Timothy Stempel, while locked in the trunk of the car, had carved his name on the inside of the trunk lid with a broken piece of a hacksaw blade he found in the trunk- pretty ingenious.

I was assigned to the surveillance. After a few hours, one of the other agents, Stan Lapekas, suggested we take a look in a dumpster at the apartment complex for possible evidence. The dumpster was inside a wood fence enclosure in the parking lot, and we couldn’t be seen from the outside.

After we had been in the enclosure for only a few minutes, a car drove in and parked right next to the enclosure gate. I peeked out and realized the driver was the subject, Darryl Wilson. As soon as he exited the car, Lapekas and I grabbed him and  placed him in the backseat of our car, with us sitting very close on either side of him.

We acted as if we already knew everything, but wanted to give him an opportunity to tell his side of the story. After giving him his rights, he almost immediately confessed and gave up his accomplice, Clinton Williams. We hadn’t had Williams’ name until Wilson told us. Wilson also told us where Williams lived. I got several other agents and drove to Williams’ home and arrested him.

Williams also confessed. He told us he had threatened Timothy Stempel with a handgun and hit him several times. He said they had kept Timothy in the trunk of a car for over two days. He also said he had made the phone calls to Timothy’s dad from a pay phone in Inkster. (With the existing technology, we hadn’t been able to trace the calls.)

The subsequent search of Wilson’s apartment resulted in the recovery of $137,000 of the ransom money.

The case and subsequent trial became a bit of a media circus. There was no interstate aspect of the kidnapping for it to be charged federally so it was prosecuted in State Court. The venue was Oakland County as Bloomfield Twp., where the kidnapping occurred. The high profile Oakland County Prosecutor L. Brooks Patterson, who would later run for Governor, was the prosecutor. (He is presently the Oakland County Executive.)

Because of the media attention, the trial was moved from Oakland to Leland County, in the northwest corner of Michigan’s Lower Peninsula. On the first day of trial, Patterson suspected that Wilson and Williams might be planning to enter a plea. Patterson put Timothy Stempel on the stand and introduced the trunk lid. He then had me testify out of order to get Williams’ confession on the record with all the damning admissions.

On the beginning of the 2nd day of trial, Wilson and Williams entered guilty pleas with no plea bargain.

There were several other kidnappings for ransom in the Detroit Division during my 30+ years there, but I’m not aware of any that were successful.

All the kidnappers were identified and prosecuted. In two instances although a ransom was demanded and paid, the victims were murdered. In both those cases, the kidnappers never had any intention of releasing the victims alive.

The business model for kidnapping for ransom is flawed. It is a very high-risk crime.

In some parts of the world kidnappings are done with the collusion of the police or at least their indifference, thus, lowering the risk factor.
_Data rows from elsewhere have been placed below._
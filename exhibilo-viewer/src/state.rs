/// Viewer state machine with stale-load suppression
use crate::error::LoadError;
use crate::loader::LoadedModel;

/// Identifies one load attempt. Only the most recent token may change state.
#[derive(Debug, Clone, Copy, PartialEq, Eq, PartialOrd, Ord, Hash)]
pub struct LoadToken(u64);

#[derive(Debug, Clone, Copy, PartialEq, Eq, PartialOrd, Ord)]
pub enum LoadPhase {
    Resolving,
    Decoding,
    Normalizing,
}

impl LoadPhase {
    pub fn label(self) -> &'static str {
        match self {
            Self::Resolving => "resolving",
            Self::Decoding => "decoding",
            Self::Normalizing => "normalizing",
        }
    }
}

#[derive(Debug)]
pub enum LoadEvent {
    Phase(LoadPhase),
    Finished(Result<LoadedModel, LoadError>),
}

/// Progress report from a running load, tagged with its token
#[derive(Debug)]
pub struct LoadUpdate {
    pub token: LoadToken,
    pub event: LoadEvent,
}

impl LoadUpdate {
    pub fn phase(token: LoadToken, phase: LoadPhase) -> Self {
        Self {
            token,
            event: LoadEvent::Phase(phase),
        }
    }

    pub fn finished(token: LoadToken, result: Result<LoadedModel, LoadError>) -> Self {
        Self {
            token,
            event: LoadEvent::Finished(result),
        }
    }
}

#[derive(Debug, Clone, Default, PartialEq)]
pub enum ViewerState {
    #[default]
    Idle,
    Resolving,
    Decoding,
    Normalizing,
    Ready(LoadedModel),
    Failed(LoadError),
}

impl ViewerState {
    pub fn phase(&self) -> Option<LoadPhase> {
        match self {
            Self::Resolving => Some(LoadPhase::Resolving),
            Self::Decoding => Some(LoadPhase::Decoding),
            Self::Normalizing => Some(LoadPhase::Normalizing),
            _ => None,
        }
    }

    pub fn is_loading(&self) -> bool {
        self.phase().is_some()
    }

    pub fn model(&self) -> Option<&LoadedModel> {
        match self {
            Self::Ready(model) => Some(model),
            _ => None,
        }
    }

    pub fn error(&self) -> Option<&LoadError> {
        match self {
            Self::Failed(err) => Some(err),
            _ => None,
        }
    }

    fn from_phase(phase: LoadPhase) -> Self {
        match phase {
            LoadPhase::Resolving => Self::Resolving,
            LoadPhase::Decoding => Self::Decoding,
            LoadPhase::Normalizing => Self::Normalizing,
        }
    }

    /// Phases only move forward, and only an in-flight load can settle
    fn advance(self, event: LoadEvent) -> Self {
        let Some(current) = self.phase() else {
            return self;
        };
        match event {
            LoadEvent::Phase(next) if next > current => Self::from_phase(next),
            LoadEvent::Phase(_) => self,
            LoadEvent::Finished(Ok(model)) => Self::Ready(model),
            LoadEvent::Finished(Err(err)) => Self::Failed(err),
        }
    }
}

/// Owns the current state and the generation counter that decides which
/// load is allowed to touch it.
#[derive(Debug, Default)]
pub struct Viewer {
    generation: u64,
    state: ViewerState,
}

impl Viewer {
    pub fn new() -> Self {
        Self::default()
    }

    pub fn state(&self) -> &ViewerState {
        &self.state
    }

    pub fn model_mut(&mut self) -> Option<&mut LoadedModel> {
        match &mut self.state {
            ViewerState::Ready(model) => Some(model),
            _ => None,
        }
    }

    /// Start a new load. Every earlier token becomes stale.
    pub fn begin_load(&mut self) -> LoadToken {
        self.generation += 1;
        self.state = ViewerState::Resolving;
        LoadToken(self.generation)
    }

    /// Back to idle. Loads still in flight are ignored from now on.
    pub fn clear(&mut self) {
        self.generation += 1;
        self.state = ViewerState::Idle;
    }

    pub fn is_current(&self, token: LoadToken) -> bool {
        token.0 == self.generation
    }

    /// Apply an update. Returns false when it came from a superseded load
    /// and was dropped.
    pub fn apply(&mut self, update: LoadUpdate) -> bool {
        if !self.is_current(update.token) {
            return false;
        }
        let state = std::mem::take(&mut self.state);
        self.state = state.advance(update.event);
        true
    }
}

#[cfg(test)]
mod tests {
    use super::*;
    use exhibilo_core::{normalize, DecodedAsset, Mesh, ModelFormat, ModelMesh, Material, SceneNode};

    fn model(name: &str) -> LoadedModel {
        let root = SceneNode::new(None).with_mesh(ModelMesh::new(Mesh::cube(4.0), Material::default()));
        let mut asset = DecodedAsset::new(ModelFormat::Stl, root);
        let normalization = normalize(&mut asset);
        LoadedModel {
            name: name.to_owned(),
            asset,
            normalization,
        }
    }

    #[test]
    fn test_phases_advance_to_ready() {
        let mut viewer = Viewer::new();
        assert_eq!(viewer.state(), &ViewerState::Idle);

        let token = viewer.begin_load();
        assert_eq!(viewer.state(), &ViewerState::Resolving);
        assert!(viewer.apply(LoadUpdate::phase(token, LoadPhase::Decoding)));
        assert_eq!(viewer.state().phase(), Some(LoadPhase::Decoding));
        assert!(viewer.apply(LoadUpdate::phase(token, LoadPhase::Normalizing)));
        assert!(viewer.apply(LoadUpdate::finished(token, Ok(model("a.stl")))));

        assert_eq!(viewer.state().model().map(|m| m.name.as_str()), Some("a.stl"));
        assert!(!viewer.state().is_loading());
    }

    #[test]
    fn test_phases_never_move_backwards() {
        let mut viewer = Viewer::new();
        let token = viewer.begin_load();
        viewer.apply(LoadUpdate::phase(token, LoadPhase::Normalizing));
        viewer.apply(LoadUpdate::phase(token, LoadPhase::Decoding));
        assert_eq!(viewer.state(), &ViewerState::Normalizing);
    }

    #[test]
    fn test_stale_result_is_discarded() {
        let mut viewer = Viewer::new();
        let first = viewer.begin_load();
        let second = viewer.begin_load();

        assert!(viewer.apply(LoadUpdate::finished(second, Ok(model("b.glb")))));
        assert!(!viewer.apply(LoadUpdate::finished(first, Ok(model("a.stl")))));
        assert!(!viewer.apply(LoadUpdate::phase(first, LoadPhase::Decoding)));

        assert_eq!(viewer.state().model().map(|m| m.name.as_str()), Some("b.glb"));
    }

    #[test]
    fn test_failure_is_terminal() {
        let mut viewer = Viewer::new();
        let token = viewer.begin_load();
        let err = LoadError::NotFound {
            status: 404,
            url: "http://localhost/missing.glb".into(),
        };
        viewer.apply(LoadUpdate::finished(token, Err(err.clone())));
        assert_eq!(viewer.state().error(), Some(&err));

        // late phase reports from the same token cannot revive it
        viewer.apply(LoadUpdate::phase(token, LoadPhase::Normalizing));
        assert_eq!(viewer.state().error(), Some(&err));
    }

    #[test]
    fn test_clear_invalidates_in_flight_load() {
        let mut viewer = Viewer::new();
        let token = viewer.begin_load();
        viewer.clear();
        assert!(!viewer.apply(LoadUpdate::finished(token, Ok(model("a.stl")))));
        assert_eq!(viewer.state(), &ViewerState::Idle);
    }
}
use std::process::ExitStatus;

#[derive(thiserror::Error, Debug)]
pub enum MailError {
    #[error("failed to start {program}: {source}")]
    Spawn {
        program: String,
        #[source]
        source: std::io::Error,
    },

    #[error("failed to hand the message over: {0}")]
    Io(#[from] std::io::Error),

    #[error("mail program exited with {status}: {stderr}")]
    Exit { status: ExitStatus, stderr: String },

    #[error("mail transport rejected the message: {0}")]
    Rejected(String),
}

#[derive(thiserror::Error, Debug)]
pub enum ConfigError {
    #[error("failed to read config {path}: {source}")]
    Io {
        path: String,
        #[source]
        source: std::io::Error,
    },

    #[error("invalid config: {0}")]
    Parse(#[from] toml::de::Error),

    #[error("invalid allowed origin {0:?}")]
    Origin(String),
}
The victim has to fit a profile, and it is very difficult to successfully collect a ransom- probably more so today than in the technology challenged period of the early years of my career.

Although the potential profit would seem to be high, the odds of actually getting and keeping it are extremely low.

In the latter years of my career, there were no kidnappings for ransom in Michigan. They also seem to be rare elsewhere in the country. I doubt that kidnapping for ransom is extinct in the US, but it would seem to be on the endangered list.